On déplore que le confinement signe la mort des salles de spectacles et autres loisirs collectifs, et avec eux celle des commerçants. Il faut noter la rapidité avec laquelle certaines d’entre elles ont su s’adapter aux limitations de circulation, et même se sont organisées pour en tirer profit. C’est ainsi que nous avons appris à savourer des opéras joués aux quatre coins du monde grâce à Internet. Gratuitement à une date fixée à l’avance ou pour moins de 5 € à toute heure nous pouvons assister à un spectacle de qualité au Metropolitan Opera de New York. Nous n’avons pas à prendre de fâcheux transports ni à dépenser un centime en soupers fastidieux après l’extase de Mozart. Une sociabilité virtuelle pourrait ainsi se bâtir sur le modèle d’un confinement réel et souvent non exempt de profits. Nous sommes heureux de payer 5 € pour un spectacle qui, sans virtualité, nous en eût coûté 200. Mais ce produit du MET se vend dans le monde entier à des millions de spectateurs. Va-t-on ainsi confiner des corps jouissants et potentiellement explosifs en réorganisant le financement de la politique culturelle ?
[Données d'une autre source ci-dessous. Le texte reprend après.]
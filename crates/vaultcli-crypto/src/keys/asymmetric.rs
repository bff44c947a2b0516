use std::pin::Pin;

use rsa::{
    pkcs1::{DecodeRsaPrivateKey, DecodeRsaPublicKey},
    pkcs8::{DecodePrivateKey, DecodePublicKey, EncodePublicKey, LineEnding},
    traits::PublicKeyParts,
    RsaPrivateKey, RsaPublicKey,
};
use tracing::{debug, instrument};

use crate::{error::RsaError, CryptoError, Result};

/// RSA private key of the user, loaded from the key file.
#[derive(Clone)]
pub struct PrivateKey {
    // RsaPrivateKey is not a Copy type so this isn't completely necessary, but
    // to keep the compiler from making stack copies when moving this struct around,
    // we use a Box to keep the values on the heap. We also pin the box to make sure
    // that the contents can't be pulled out of the box and moved
    inner: Pin<Box<RsaPrivateKey>>,
}

// Note that RsaPrivateKey already implements ZeroizeOnDrop, so we don't need to do anything
// We add this assertion to make sure that this is still true in the future
const _: fn() = || {
    fn assert_zeroize_on_drop<T: zeroize::ZeroizeOnDrop>() {}
    assert_zeroize_on_drop::<RsaPrivateKey>();
};
impl zeroize::ZeroizeOnDrop for PrivateKey {}

impl PrivateKey {
    /// Parse a PEM private key, either PKCS#8 (`BEGIN PRIVATE KEY`) or PKCS#1
    /// (`BEGIN RSA PRIVATE KEY`).
    #[instrument(skip_all, err)]
    pub fn from_pem(pem: &str) -> Result<Self> {
        let pem = pem.trim();
        let key = RsaPrivateKey::from_pkcs8_pem(pem)
            .or_else(|_| RsaPrivateKey::from_pkcs1_pem(pem))
            .map_err(|_| RsaError::ParsePrivateKey)?;
        debug!(bits = key.size() * 8, "Loaded RSA private key");

        Ok(Self::from(key))
    }

    /// Derives the public key corresponding to this private key. This is deterministic
    /// and always derives the same public key.
    pub fn to_public_key(&self) -> PublicKey {
        PublicKey {
            inner: self.inner.to_public_key(),
        }
    }

    /// Modulus size in bytes.
    pub fn size(&self) -> usize {
        self.inner.size()
    }

    pub(crate) fn inner(&self) -> &RsaPrivateKey {
        &self.inner
    }
}

impl From<RsaPrivateKey> for PrivateKey {
    fn from(key: RsaPrivateKey) -> Self {
        Self {
            inner: Box::pin(key),
        }
    }
}

// We manually implement these to make sure we don't print any sensitive data
impl std::fmt::Debug for PrivateKey {
    fn fmt(&self, f: &mut std::fmt::Formatter<'_>) -> std::fmt::Result {
        f.debug_struct("PrivateKey")
            .field("bits", &(self.size() * 8))
            .finish()
    }
}

/// RSA public key, used to wrap workspace keys and verify signatures.
#[derive(Clone, PartialEq, Debug)]
pub struct PublicKey {
    inner: RsaPublicKey,
}

impl PublicKey {
    /// Parse a PEM public key, either SubjectPublicKeyInfo (`BEGIN PUBLIC KEY`) or PKCS#1
    /// (`BEGIN RSA PUBLIC KEY`).
    #[instrument(skip_all, err)]
    pub fn from_pem(pem: &str) -> Result<Self> {
        let pem = pem.trim();
        let key = RsaPublicKey::from_public_key_pem(pem)
            .or_else(|_| RsaPublicKey::from_pkcs1_pem(pem))
            .map_err(|_| RsaError::ParsePublicKey)?;

        Ok(Self { inner: key })
    }

    /// SubjectPublicKeyInfo PEM serialization.
    pub fn to_pem(&self) -> Result<String> {
        self.inner
            .to_public_key_pem(LineEnding::LF)
            .map_err(|_| CryptoError::InvalidKey)
    }

    pub(crate) fn inner(&self) -> &RsaPublicKey {
        &self.inner
    }
}

/// The user's key pair.
///
/// Usually built from the private key alone, the public half is then derived from it. An explicit
/// public key can be supplied when the key file ships both halves.
#[derive(Clone, Debug)]
pub struct AsymmetricKeyPair {
    private: PrivateKey,
    public: PublicKey,
}

impl AsymmetricKeyPair {
    /// Build the pair from a private key, deriving the public key.
    pub fn from_private_key(private: PrivateKey) -> Self {
        let public = private.to_public_key();
        Self { private, public }
    }

    /// Build the pair from both halves.
    ///
    /// Fails with [CryptoError::InvalidKey] if the public key does not belong to the private key.
    pub fn from_parts(private: PrivateKey, public: PublicKey) -> Result<Self> {
        if private.to_public_key() != public {
            return Err(CryptoError::InvalidKey);
        }
        Ok(Self { private, public })
    }

    /// Parse a PEM private key and derive the public key.
    pub fn from_private_pem(pem: &str) -> Result<Self> {
        Ok(Self::from_private_key(PrivateKey::from_pem(pem)?))
    }

    /// Parse both PEM halves.
    pub fn from_pems(private_pem: &str, public_pem: &str) -> Result<Self> {
        Self::from_parts(
            PrivateKey::from_pem(private_pem)?,
            PublicKey::from_pem(public_pem)?,
        )
    }

    /// The private half.
    pub fn private_key(&self) -> &PrivateKey {
        &self.private
    }

    /// The public half.
    pub fn public_key(&self) -> &PublicKey {
        &self.public
    }
}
D’autres réglementations se profilent à l’horizon du capitalisme non réglementé. Pour freiner la propagation du Covid-19, il va falloir procéder à des tests et des diagnostics massifs, à un tri de la population selon des critères certes médicaux, mais non contradictoires avec ceux du profit. Il est question que les vieux et les malades soient plus volontiers voués au confinement alors qu’ils représentent, car moins mobiles, moins de risques d’être de contaminants que la jeunesse. En revanche, les jeunes, plus amenés aux rassemblements, seraient appelés à sortir plus vite du confinement. Certes, ils sont plus robustes et résistants à la maladie. Et surtout leur travail est plus à même de générer du profit. Cette typologie des âges en fonction des effets du virus ne peut-elle pas guider une possible discrimination en fonction de la force de travail ? Et que penser d’une banalisation du tri et de son usage pour une discrimination des droits du citoyen, telle qu’elle pourrait être générée par la crise économique sans précédent qui nous attend ?

C’est ainsi que l’épidémie de coronavirus, par le confinement qu’elle implique, loin d’ouvrir sur des lendemains radieux de conscience citoyenne, risque d’inspirer un capitalisme financier en pleine mutation. Il est vrai que la virtualité du travail n’est pas une invention du confinement : mais elle acquiert, dans celui-ci, une légitimité de sauvetage qui invite à son extension. Il est vrai également que la réduction de la sociabilité réelle et le développement des relations virtuelles sont largement répandus par le numérique, par les réseaux sociaux, par la dimension masturbatoire des selfies et autres pornographies du contact. Tout cela n’est évidemment pas nouveau. C’est l’association de ces pratiques à une catastrophe sanitaire qui leur confère une dimension salvatrice dont le capitalisme, avec la dynamique exponentielle qui lui est propre, va pouvoir s’emparer.